The latest blow to UC came after the university filed a motion with the court, asking it to reconsider a similar ruling made on July 24 (See CA Judge Orders UC Venture Capital Data Release). The lawsuit prompting the July ruling, filed in April by the Coalition of University Employees and the San Jose Mercury News, argued that UC is required to disclose the information under state public records laws. UC attorneys, meanwhile, say the information is a trade secret of the private consultants who calculated the investments and that making the information public would violate confidentiality agreements.

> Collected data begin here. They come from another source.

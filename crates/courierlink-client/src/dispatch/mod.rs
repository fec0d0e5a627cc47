//! Dispatcher module exports.
//!
//! Re-exports the dispatcher and its callback types so subscribers can
//! depend on this module directly.

pub mod dispatcher;

pub use dispatcher::{CloseHook, Dispatcher, Handler, OpenHook};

Already the effect of public disclosure of private equity is being felt. Earlier in the week, Menlo Park-based venture capital firm Sequoia Capital told UC to divest its holdings in the firm’s funds. The decision by Sequoia was linked to “the spate of Freedom of Information Act requests with which [UC’s] office has been bombarded,” said Sequoia partner Michael Moritz in a letter to UC Treasurer David Russ, in addition to the earlier disclosure ruling by the court (See Sequoia Chopping Off UC Venture Ties ).
However, UC is not alone in the sudden loss of its venture fund investments. In a similar action, Sequoia asked the University of Michigan to withdraw as an investor, saying it feared the Michigan university’s disclosure of performance and other data Sequoia considers confidential. This was after, the Michigan university disclosed Sequoia’s basic financial performance data, called “internal rates of return,” to comply with that state’s freedom of information laws in February. Sequoia later accepted Michigan back as an investor, but it changed its mind again late last month.
UC’s loss of the Sequoia investment means the university must now look for another oasis in a recent desert of investing despair. Over the years, Sequoia has returned more than $508 million to the university on its investments of $110 million. Further, Sequoia had recently given UC the largest allocation of the firm’s recently raised Fund XI, a fund that has a total estimated valued of $385 million. “We would clearly prefer to continue serving great public institutions such as the University of California if we felt confident that all of our information would remain private,” Moritz wrote, adding “but I’m afraid that today’s climate is so inhospitable that we have no choice but to seek clients who can offer the assurance that our information remains confidential.”